The goal of this article
"I want to remove vocals in real time during a stream," "I want to extract only the voice live" — touch source separation and this request always comes up. And in most cases, the answer is "with standard models, true real-time is hard."
But rather than ending at "hard," this article shows, in the language of design, how close you can get, why there are limits, and whether you really need real-time in the first place. When you finish reading, you'll be able to:
- Explain why MDX-Net / Demucs / RoFormer are batch-oriented from the breakdown of latency.
- Understand the design to get close to low latency with chunk/streaming processing and its quality trade-offs.
- Discern "real-time needed/not needed" and make a judgment that doesn't break down on excessive requirements.
About the author (a disclosure of credibility): I have single-handedly designed, implemented, and run in production an AI audio/video platform with source separation as its first stage. In real operation I was consulted many times with "in real time," but solving the requirements, most were sufficient with near-real-time or batch. This article is an organization for doing design honest to the requirements, not swept along by the trendy "real-time." For production scale in batch, see the GPU-worker-platform article.

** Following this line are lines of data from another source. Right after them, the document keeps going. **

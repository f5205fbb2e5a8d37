//! Local vector store: exact cosine scan over an in-memory collection.
//!
//! Used when `QDRANT_URL` is unset (embedded/local mode) and by tests. The
//! collection is mirrored to a JSON file under the data directory so a
//! restart keeps count parity with the metadata log without a reindex.

use crate::{PayloadPoint, ScoredPoint, VectorPoint, VectorStore};
use async_trait::async_trait;
use recall_core::{RecallError, Result};
use serde::{Deserialize, Serialize};
use std::collections::BTreeMap;
use std::path::PathBuf;
use tokio::sync::RwLock;
use tracing::{debug, info};

#[derive(Debug, Default, Serialize, Deserialize)]
struct Collection {
    dimension: Option<usize>,
    points: BTreeMap<i64, StoredPoint>,
}

#[derive(Debug, Clone, Serialize, Deserialize)]
struct StoredPoint {
    vector: Vec<f32>,
    payload: serde_json::Value,
}

pub struct LocalVectorStore {
    path: Option<PathBuf>,
    collection: RwLock<Collection>,
}

impl LocalVectorStore {
    /// Purely in-memory store (tests).
    pub fn in_memory() -> Self {
        Self {
            path: None,
            collection: RwLock::new(Collection::default()),
        }
    }

    /// Store persisted under `<dir>/collection.json`, loading any prior
    /// contents.
    pub async fn open(dir: impl Into<PathBuf>) -> Result<Self> {
        let dir = dir.into();
        tokio::fs::create_dir_all(&dir).await?;
        let path = dir.join("collection.json");
        let collection = match tokio::fs::read_to_string(&path).await {
            Ok(raw) => serde_json::from_str(&raw)?,
            Err(e) if e.kind() == std::io::ErrorKind::NotFound => Collection::default(),
            Err(e) => return Err(e.into()),
        };
        if !collection.points.is_empty() {
            info!(
                points = collection.points.len(),
                "Loaded local vector collection from {}",
                path.display()
            );
        }
        Ok(Self {
            path: Some(path),
            collection: RwLock::new(collection),
        })
    }

    async fn persist(&self, collection: &Collection) -> Result<()> {
        if let Some(path) = &self.path {
            let raw = serde_json::to_string(collection)?;
            tokio::fs::write(path, raw).await?;
        }
        Ok(())
    }
}

fn cosine(a: &[f32], b: &[f32]) -> f32 {
    let dot: f32 = a.iter().zip(b).map(|(x, y)| x * y).sum();
    let norm_a: f32 = a.iter().map(|x| x * x).sum::<f32>().sqrt();
    let norm_b: f32 = b.iter().map(|x| x * x).sum::<f32>().sqrt();
    if norm_a <= 1e-12 || norm_b <= 1e-12 {
        return 0.0;
    }
    dot / (norm_a * norm_b)
}

#[async_trait]
impl VectorStore for LocalVectorStore {
    async fn ensure_collection(&self, dimension: usize) -> Result<()> {
        let mut collection = self.collection.write().await;
        if collection.dimension.is_none() {
            collection.dimension = Some(dimension);
            self.persist(&collection).await?;
        }
        Ok(())
    }

    async fn dimension(&self) -> Result<Option<usize>> {
        Ok(self.collection.read().await.dimension)
    }

    async fn recreate_collection(&self, dimension: usize) -> Result<()> {
        let mut collection = self.collection.write().await;
        collection.points.clear();
        collection.dimension = Some(dimension);
        self.persist(&collection).await?;
        debug!(dimension, "local collection recreated");
        Ok(())
    }

    async fn count(&self) -> Result<usize> {
        Ok(self.collection.read().await.points.len())
    }

    async fn upsert(&self, points: Vec<VectorPoint>) -> Result<()> {
        let mut collection = self.collection.write().await;
        if let Some(dimension) = collection.dimension {
            if let Some(bad) = points.iter().find(|p| p.vector.len() != dimension) {
                return Err(RecallError::vector_store(format!(
                    "dimension mismatch: expected {dimension}, got {} for id {}",
                    bad.vector.len(),
                    bad.id
                )));
            }
        }
        for point in points {
            collection.points.insert(
                point.id,
                StoredPoint {
                    vector: point.vector,
                    payload: point.payload,
                },
            );
        }
        self.persist(&collection).await
    }

    async fn search(
        &self,
        vector: &[f32],
        limit: usize,
        threshold: Option<f64>,
    ) -> Result<Vec<ScoredPoint>> {
        let collection = self.collection.read().await;
        let mut hits: Vec<ScoredPoint> = collection
            .points
            .iter()
            .map(|(&id, point)| ScoredPoint {
                id,
                score: cosine(vector, &point.vector),
                payload: point.payload.clone(),
            })
            .filter(|hit| threshold.is_none_or(|t| hit.score as f64 >= t))
            .collect();
        hits.sort_by(|a, b| b.score.total_cmp(&a.score));
        hits.truncate(limit);
        Ok(hits)
    }

    async fn delete(&self, ids: &[i64]) -> Result<()> {
        let mut collection = self.collection.write().await;
        for id in ids {
            collection.points.remove(id);
        }
        self.persist(&collection).await
    }

    async fn set_payload(&self, id: i64, payload: serde_json::Value) -> Result<()> {
        let mut collection = self.collection.write().await;
        match collection.points.get_mut(&id) {
            Some(point) => point.payload = payload,
            None => return Err(RecallError::not_found("point", id)),
        }
        self.persist(&collection).await
    }

    async fn scroll(
        &self,
        offset: Option<i64>,
        limit: usize,
    ) -> Result<(Vec<PayloadPoint>, Option<i64>)> {
        let collection = self.collection.read().await;
        let start = offset.unwrap_or(i64::MIN);
        let mut page: Vec<PayloadPoint> = collection
            .points
            .range(start..)
            .take(limit + 1)
            .map(|(&id, point)| PayloadPoint {
                id,
                payload: point.payload.clone(),
            })
            .collect();
        let next_offset = if page.len() > limit {
            page.pop().map(|point| point.id)
        } else {
            None
        };
        Ok((page, next_offset))
    }
}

A 30-second summary (the conclusion first)
| Issue | Conclusion |
|---|---|
| Real-time with standard models? | Hard. MDX-Net/Demucs/RoFormer are non-causal (reference the future), batch-oriented |
| Why hard | Latency = STFT window + lookahead (algorithmic) + model inference (compute) + buffer |
| Ways to get close | Chunk/streaming, small models, low lookahead, overlap-add |
| The price | Boundary artifacts, quality drop, increased latency (always appear) |
| Noise suppression is separate | Speech enhancement (e.g. RNNoise) has mature real-time orientation. A separate problem from music separation |
| The realistic answer | Many are met by near-real-time or batch + throughput optimization |
| The right question | Rather than "can it be real-time," "do you truly need zero latency" |
Why standard models aren't suited to real-time
MDX-Net, Demucs, and BS-RoFormer are all designed to look at "future samples" for quality. This is fundamentally incompatible with low latency.
- Segment + overlap processing: cut audio into fixed-length chunks and overlap before and after to erase the seams. Overlapping = can't finalize until subsequent samples are gathered = lookahead delay occurs.

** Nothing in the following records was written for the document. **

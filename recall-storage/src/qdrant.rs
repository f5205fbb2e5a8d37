//! Qdrant vector store adapter.
//!
//! Isolates Qdrant API specifics behind the [`VectorStore`] trait so the
//! memory engine can swap vector backends with minimal surface-area changes.
//! Writes use wait-for-commit with strong ordering; searches read at
//! majority consistency.

use crate::{PayloadPoint, ScoredPoint, VectorPoint, VectorStore};
use async_trait::async_trait;
use qdrant_client::qdrant::{
    CountPointsBuilder, CreateCollectionBuilder, DeletePointsBuilder, Distance, PointId,
    PointStruct, ReadConsistencyType, ScrollPointsBuilder, SearchPointsBuilder,
    SetPayloadPointsBuilder, UpsertPointsBuilder, VectorParamsBuilder, WriteOrdering,
    WriteOrderingType, point_id::PointIdOptions, read_consistency,
    vectors_config::Config as VectorsConfigKind,
};
use qdrant_client::{Payload, Qdrant};
use recall_core::{RecallError, Result, env_int, env_str};
use std::sync::Arc;
use std::time::Duration;
use tokio::time::sleep;
use tracing::{debug, info, warn};

/// Qdrant runtime configuration, resolved from the environment.
#[derive(Debug, Clone)]
pub struct QdrantSettings {
    /// Empty URL means the embedded/local store is used instead.
    pub url: Option<String>,
    pub api_key: Option<String>,
    pub collection: String,
    pub replication_factor: u32,
    pub write_consistency_factor: u32,
    pub timeout_seconds: u64,
    pub max_retries: usize,
}

impl QdrantSettings {
    pub fn from_env() -> Self {
        Self {
            url: env_str("QDRANT_URL"),
            api_key: env_str("QDRANT_API_KEY"),
            collection: env_str("QDRANT_COLLECTION").unwrap_or_else(|| "memories".to_string()),
            replication_factor: env_int("QDRANT_REPLICATION_FACTOR", 1, 1) as u32,
            write_consistency_factor: env_int("QDRANT_WRITE_CONSISTENCY_FACTOR", 1, 1) as u32,
            timeout_seconds: env_int("QDRANT_TIMEOUT_SEC", 30, 1),
            max_retries: env_int("QDRANT_MAX_RETRIES", 3, 0) as usize,
        }
    }
}

pub struct QdrantVectorStore {
    client: Arc<Qdrant>,
    collection: String,
    settings: QdrantSettings,
}

impl QdrantVectorStore {
    /// Connect and verify the server is reachable, retrying with exponential
    /// backoff up to `max_retries`.
    pub async fn connect(settings: QdrantSettings) -> Result<Self> {
        let url = settings
            .url
            .clone()
            .ok_or_else(|| RecallError::config("QDRANT_URL is required for the qdrant backend"))?;

        info!(url = %url, collection = %settings.collection, "Connecting to Qdrant");

        let mut retries = 0;
        let client = loop {
            let mut config = qdrant_client::config::QdrantConfig::from_url(&url);
            config.set_timeout(Duration::from_secs(settings.timeout_seconds));
            if let Some(api_key) = &settings.api_key {
                config.set_api_key(api_key);
            }

            let client = Qdrant::new(config)
                .map_err(|e| RecallError::vector_store(format!("client init: {e}")))?;

            match client.health_check().await {
                Ok(_) => break client,
                Err(e) if retries < settings.max_retries => {
                    warn!(
                        "Qdrant health check failed (attempt {}/{}): {e}",
                        retries + 1,
                        settings.max_retries
                    );
                    retries += 1;
                    sleep(Duration::from_secs(2u64.pow(retries as u32))).await;
                }
                Err(e) => {
                    return Err(RecallError::vector_store(format!(
                        "failed to connect after {} retries: {e}",
                        settings.max_retries
                    )));
                }
            }
        };

        Ok(Self {
            client: Arc::new(client),
            collection: settings.collection.clone(),
            settings,
        })
    }

    fn write_ordering() -> WriteOrdering {
        WriteOrdering {
            r#type: WriteOrderingType::Strong.into(),
        }
    }

    fn majority_read() -> read_consistency::Value {
        read_consistency::Value::Type(ReadConsistencyType::Majority.into())
    }

    fn ids_selector(ids: &[i64]) -> Vec<PointId> {
        ids.iter().map(|&id| PointId::from(id as u64)).collect()
    }

    async fn create_collection(&self, dimension: usize) -> Result<()> {
        self.client
            .create_collection(
                CreateCollectionBuilder::new(&self.collection)
                    .vectors_config(VectorParamsBuilder::new(
                        dimension as u64,
                        Distance::Cosine,
                    ))
                    .replication_factor(self.settings.replication_factor)
                    .write_consistency_factor(self.settings.write_consistency_factor),
            )
            .await
            .map_err(|e| RecallError::vector_store(format!("create collection: {e}")))?;
        info!(collection = %self.collection, dimension, "Qdrant collection created");
        Ok(())
    }
}

fn point_id_to_i64(point_id: Option<PointId>) -> Option<i64> {
    match point_id?.point_id_options? {
        PointIdOptions::Num(n) => Some(n as i64),
        PointIdOptions::Uuid(_) => None,
    }
}

fn qdrant_value_to_json(value: qdrant_client::qdrant::Value) -> serde_json::Value {
    use qdrant_client::qdrant::value::Kind;
    match value.kind {
        None | Some(Kind::NullValue(_)) => serde_json::Value::Null,
        Some(Kind::BoolValue(b)) => serde_json::Value::Bool(b),
        Some(Kind::IntegerValue(i)) => serde_json::Value::from(i),
        Some(Kind::DoubleValue(d)) => serde_json::Value::from(d),
        Some(Kind::StringValue(s)) => serde_json::Value::String(s),
        Some(Kind::ListValue(list)) => serde_json::Value::Array(
            list.values.into_iter().map(qdrant_value_to_json).collect(),
        ),
        Some(Kind::StructValue(object)) => serde_json::Value::Object(
            object
                .fields
                .into_iter()
                .map(|(key, value)| (key, qdrant_value_to_json(value)))
                .collect(),
        ),
    }
}

fn payload_to_json(
    payload: std::collections::HashMap<String, qdrant_client::qdrant::Value>,
) -> serde_json::Value {
    serde_json::Value::Object(
        payload
            .into_iter()
            .map(|(key, value)| (key, qdrant_value_to_json(value)))
            .collect(),
    )
}

#[async_trait]
impl VectorStore for QdrantVectorStore {
    async fn ensure_collection(&self, dimension: usize) -> Result<()> {
        let collections = self
            .client
            .list_collections()
            .await
            .map_err(|e| RecallError::vector_store(format!("list collections: {e}")))?;
        let exists = collections
            .collections
            .iter()
            .any(|c| c.name == self.collection);
        if exists {
            debug!(collection = %self.collection, "Qdrant collection already exists");
            return Ok(());
        }
        self.create_collection(dimension).await
    }

    async fn dimension(&self) -> Result<Option<usize>> {
        let response = match self.client.collection_info(&self.collection).await {
            Ok(response) => response,
            Err(_) => return Ok(None),
        };
        let size = response
            .result
            .and_then(|info| info.config)
            .and_then(|config| config.params)
            .and_then(|params| params.vectors_config)
            .and_then(|vectors| vectors.config)
            .and_then(|kind| match kind {
                VectorsConfigKind::Params(params) => Some(params.size as usize),
                VectorsConfigKind::ParamsMap(map) => map
                    .map
                    .values()
                    .next()
                    .map(|params| params.size as usize),
            });
        Ok(size)
    }

    async fn recreate_collection(&self, dimension: usize) -> Result<()> {
        // Deleting a missing collection is not an error worth surfacing.
        if let Err(e) = self.client.delete_collection(&self.collection).await {
            debug!("delete collection before recreate: {e}");
        }
        self.create_collection(dimension).await
    }

    async fn count(&self) -> Result<usize> {
        let response = self
            .client
            .count(CountPointsBuilder::new(&self.collection).exact(true))
            .await
            .map_err(|e| RecallError::vector_store(format!("count: {e}")))?;
        Ok(response.result.map(|r| r.count as usize).unwrap_or(0))
    }

    async fn upsert(&self, points: Vec<VectorPoint>) -> Result<()> {
        if points.is_empty() {
            return Ok(());
        }
        let structs: Vec<PointStruct> = points
            .into_iter()
            .map(|point| {
                let payload = Payload::try_from(point.payload)
                    .map_err(|e| RecallError::vector_store(format!("payload encode: {e}")))?;
                Ok(PointStruct::new(point.id as u64, point.vector, payload))
            })
            .collect::<Result<_>>()?;

        self.client
            .upsert_points(
                UpsertPointsBuilder::new(&self.collection, structs)
                    .wait(true)
                    .ordering(Self::write_ordering()),
            )
            .await
            .map_err(|e| RecallError::vector_store(format!("upsert: {e}")))?;
        Ok(())
    }

    async fn search(
        &self,
        vector: &[f32],
        limit: usize,
        threshold: Option<f64>,
    ) -> Result<Vec<ScoredPoint>> {
        let mut builder =
            SearchPointsBuilder::new(&self.collection, vector.to_vec(), limit as u64)
                .with_payload(true)
                .read_consistency(Self::majority_read());
        if let Some(threshold) = threshold {
            builder = builder.score_threshold(threshold as f32);
        }

        let response = self
            .client
            .search_points(builder)
            .await
            .map_err(|e| RecallError::vector_store(format!("search: {e}")))?;

        Ok(response
            .result
            .into_iter()
            .filter_map(|hit| {
                let id = point_id_to_i64(hit.id)?;
                Some(ScoredPoint {
                    id,
                    score: hit.score,
                    payload: payload_to_json(hit.payload),
                })
            })
            .collect())
    }

    async fn delete(&self, ids: &[i64]) -> Result<()> {
        if ids.is_empty() {
            return Ok(());
        }
        self.client
            .delete_points(
                DeletePointsBuilder::new(&self.collection)
                    .points(Self::ids_selector(ids))
                    .wait(true)
                    .ordering(Self::write_ordering()),
            )
            .await
            .map_err(|e| RecallError::vector_store(format!("delete: {e}")))?;
        Ok(())
    }

    async fn set_payload(&self, id: i64, payload: serde_json::Value) -> Result<()> {
        let payload = Payload::try_from(payload)
            .map_err(|e| RecallError::vector_store(format!("payload encode: {e}")))?;
        self.client
            .overwrite_payload(
                SetPayloadPointsBuilder::new(&self.collection, payload)
                    .points_selector(Self::ids_selector(&[id]))
                    .wait(true),
            )
            .await
            .map_err(|e| RecallError::vector_store(format!("set payload: {e}")))?;
        Ok(())
    }

    async fn scroll(
        &self,
        offset: Option<i64>,
        limit: usize,
    ) -> Result<(Vec<PayloadPoint>, Option<i64>)> {
        let mut builder = ScrollPointsBuilder::new(&self.collection)
            .limit(limit as u32)
            .with_payload(true);
        if let Some(offset) = offset {
            builder = builder.offset(PointId::from(offset as u64));
        }

        let response = self
            .client
            .scroll(builder)
            .await
            .map_err(|e| RecallError::vector_store(format!("scroll: {e}")))?;

        let next_offset = point_id_to_i64(response.next_page_offset);
        let points = response
            .result
            .into_iter()
            .filter_map(|point| {
                let id = point_id_to_i64(point.id)?;
                Some(PayloadPoint {
                    id,
                    payload: payload_to_json(point.payload),
                })
            })
            .collect();
        Ok((points, next_offset))
    }
}

#[cfg(test)]
mod tests {
    use super::*;

    fn test_settings() -> QdrantSettings {
        QdrantSettings {
            url: Some("http://localhost:6334".to_string()),
            api_key: None,
            collection: "recall_test".to_string(),
            replication_factor: 1,
            write_consistency_factor: 1,
            timeout_seconds: 5,
            max_retries: 0,
        }
    }

    #[tokio::test]
    #[ignore] // Requires running Qdrant instance
    async fn test_collection_lifecycle() {
        let store = QdrantVectorStore::connect(test_settings()).await.unwrap();
        store.recreate_collection(4).await.unwrap();
        assert_eq!(store.dimension().await.unwrap(), Some(4));
        assert_eq!(store.count().await.unwrap(), 0);

        store
            .upsert(vec![VectorPoint {
                id: 1,
                vector: vec![1.0, 0.0, 0.0, 0.0],
                payload: serde_json::json!({"text": "hello"}),
            }])
            .await
            .unwrap();
        assert_eq!(store.count().await.unwrap(), 1);

        let hits = store.search(&[1.0, 0.0, 0.0, 0.0], 1, None).await.unwrap();
        assert_eq!(hits[0].id, 1);

        store.delete(&[1]).await.unwrap();
        assert_eq!(store.count().await.unwrap(), 0);
    }
}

- Non-causal: these models estimate the present using not only past but future context too. Real-time (causal) processing presupposes "not looking at the future," so it structurally doesn't mesh.
- Large models: RoFormer in particular is heavy, so inference of one chunk itself takes time (the reality of speed/VRAM).
In other words, these are batch models optimized to "solve the whole file (or a long segment) together, quality-first." Real-time isn't in their design goals.
The breakdown of latency: what produces delay
To talk about "lowering latency," you need to decompose the true nature of delay. The delay of real-time audio processing is roughly the sum of three.
総遅延 = ① アルゴリズム遅延 (STFT窓長 + 先読み/オーバーラップ)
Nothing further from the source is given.